As noted, the stability studies done by manufacturers are only one of the elements that need to be considered when exploring the possibility of a product being suitable for use in a CTC. The studies conducted to assign a VVM are useful for giving an indication of CTC suitability but on their own are not sufficient for relabeling—hence the need for the full guidelines on licensing vaccines for use in a CTC which are, as noted, currently under finalization with WHO’s Essential Medicines Programme. These will go to WHO’s Expert Committee on Biological Standardization for endorsement in October.
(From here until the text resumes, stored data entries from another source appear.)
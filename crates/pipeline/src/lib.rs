//! Stream-processing services: analysis (metrics in, alerts out) and
//! notification (alerts in, deliveries out), plus the escalation state
//! store they share.

pub mod analysis;
pub mod notifier;
pub mod state;

pub use analysis::AnalysisService;
pub use notifier::{AlertStore, MemoryAlertStore, NotificationService, PersistedAlert, PgAlertStore};
pub use state::{
    EscalationStateStore, MemoryStateStore, RedisStateStore, StateKey, StateStoreError,
};
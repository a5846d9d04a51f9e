#[derive(Debug, thiserror::Error)]
pub enum CoreError {
    #[error("Missing configuration: {0}")]
    MissingConfig(&'static str),

    #[error("Invalid configuration value for {key}: {value}")]
    InvalidConfig { key: &'static str, value: String },

    #[error("Validation failed: {0}")]
    Validation(String),
}
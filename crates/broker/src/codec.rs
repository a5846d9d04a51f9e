//! Compact JSON codec for topic payloads.
//!
//! `serde_json` emits compact output and leaves non-ASCII text unescaped,
//! which is exactly the wire contract: patient names and template bodies
//! pass through byte-for-byte.

use serde::de::DeserializeOwned;
use serde::Serialize;

#[derive(Debug, thiserror::Error)]
pub enum CodecError {
    #[error("JSON encode failed: {0}")]
    Encode(#[source] serde_json::Error),

    #[error("JSON decode failed: {0}")]
    Decode(#[source] serde_json::Error),
}

/// Serialize a topic value to compact JSON bytes.
pub fn encode<T: Serialize>(value: &T) -> Result<Vec<u8>, CodecError> {
    serde_json::to_vec(value).map_err(CodecError::Encode)
}

/// Deserialize a topic value from JSON bytes.
pub fn decode<T: DeserializeOwned>(bytes: &[u8]) -> Result<T, CodecError> {
    serde_json::from_slice(bytes).map_err(CodecError::Decode)
}

// ---------------------------------------------------------------------------
// Tests
// ---------------------------------------------------------------------------
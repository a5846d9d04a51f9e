//! Metric sample wire types.
//!
//! A [`MetricSample`] is one timestamped physiological measurement for a
//! patient, as published on the `raw-metrics` topic (key = patient id,
//! value = compact JSON with camelCase field names).

use serde::{Deserialize, Serialize};

use crate::types::{DbId, Timestamp};

/// The closed set of physiological metric types the pipeline understands.
#[derive(Debug, Clone, Copy, PartialEq, Eq, Hash, Serialize, Deserialize)]
pub enum MetricType {
    Pulse,
    RespirationRate,
    Temperature,
    SystolicPressure,
    DiastolicPressure,
    Saturation,
    Weight,
    Hemoglobin,
    Cholesterol,
}

impl MetricType {
    /// Every metric type, in declaration order.
    pub const ALL: [MetricType; 9] = [
        MetricType::Pulse,
        MetricType::RespirationRate,
        MetricType::Temperature,
        MetricType::SystolicPressure,
        MetricType::DiastolicPressure,
        MetricType::Saturation,
        MetricType::Weight,
        MetricType::Hemoglobin,
        MetricType::Cholesterol,
    ];

    /// Canonical name, matching the wire representation and the
    /// `alerts.alert_type` column.
    pub fn as_str(&self) -> &'static str {
        match self {
            MetricType::Pulse => "Pulse",
            MetricType::RespirationRate => "RespirationRate",
            MetricType::Temperature => "Temperature",
            MetricType::SystolicPressure => "SystolicPressure",
            MetricType::DiastolicPressure => "DiastolicPressure",
            MetricType::Saturation => "Saturation",
            MetricType::Weight => "Weight",
            MetricType::Hemoglobin => "Hemoglobin",
            MetricType::Cholesterol => "Cholesterol",
        }
    }
}

impl std::fmt::Display for MetricType {
    fn fmt(&self, f: &mut std::fmt::Formatter<'_>) -> std::fmt::Result {
        f.write_str(self.as_str())
    }
}

/// One timestamped physiological measurement for a patient.
///
/// Samples are immutable once emitted by a metric source. Correct
/// escalation requires that samples for a given (patient, metric type) are
/// observed in non-decreasing timestamp order, which the consumption layer
/// guarantees by keying the `raw-metrics` topic by patient id.
#[derive(Debug, Clone, PartialEq, Serialize, Deserialize)]
#[serde(rename_all = "camelCase")]
pub struct MetricSample {
    pub patient_id: DbId,
    pub metric_type: MetricType,
    pub value: f64,
    pub timestamp: Timestamp,
}

// ---------------------------------------------------------------------------
// Tests
// ---------------------------------------------------------------------------
//! Row structs for the tables the repositories read back.
//!
//! Write-only tables (alerts, dead letters) have no row struct here; the
//! repositories return scalars or tuples for them.

pub mod template;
The decision of what temperature threshold to choose is not easy. Ideally there would of course be no upper limit. But in reality, vaccines are biological products and exposure to higher temperature does have an impact on their potency. The higher the temperature threshold chosen, the shorter the duration of time that a product can be kept at that temperature. Choosing a limit higher than 40C means the time available for use in a CTC drops dramatically and no longer becomes programmatically feasible. Lowering the threshold to 37C while giving us more days, severely limits the places where CTC can be used given that temperatures are regularly above 37C but below 40C throughout the year. Several temperature monitoring studies done by placing temperature loggers in vaccine carriers during outreach activities showed that, during standard activities, temperatures rarely reached 40C, while they did often surpass 37C. Therefore the ability of a vaccine to be used at temperatures of up to 40C for a period not shorter than 3 days was set as the minimum threshold for CTC licensure.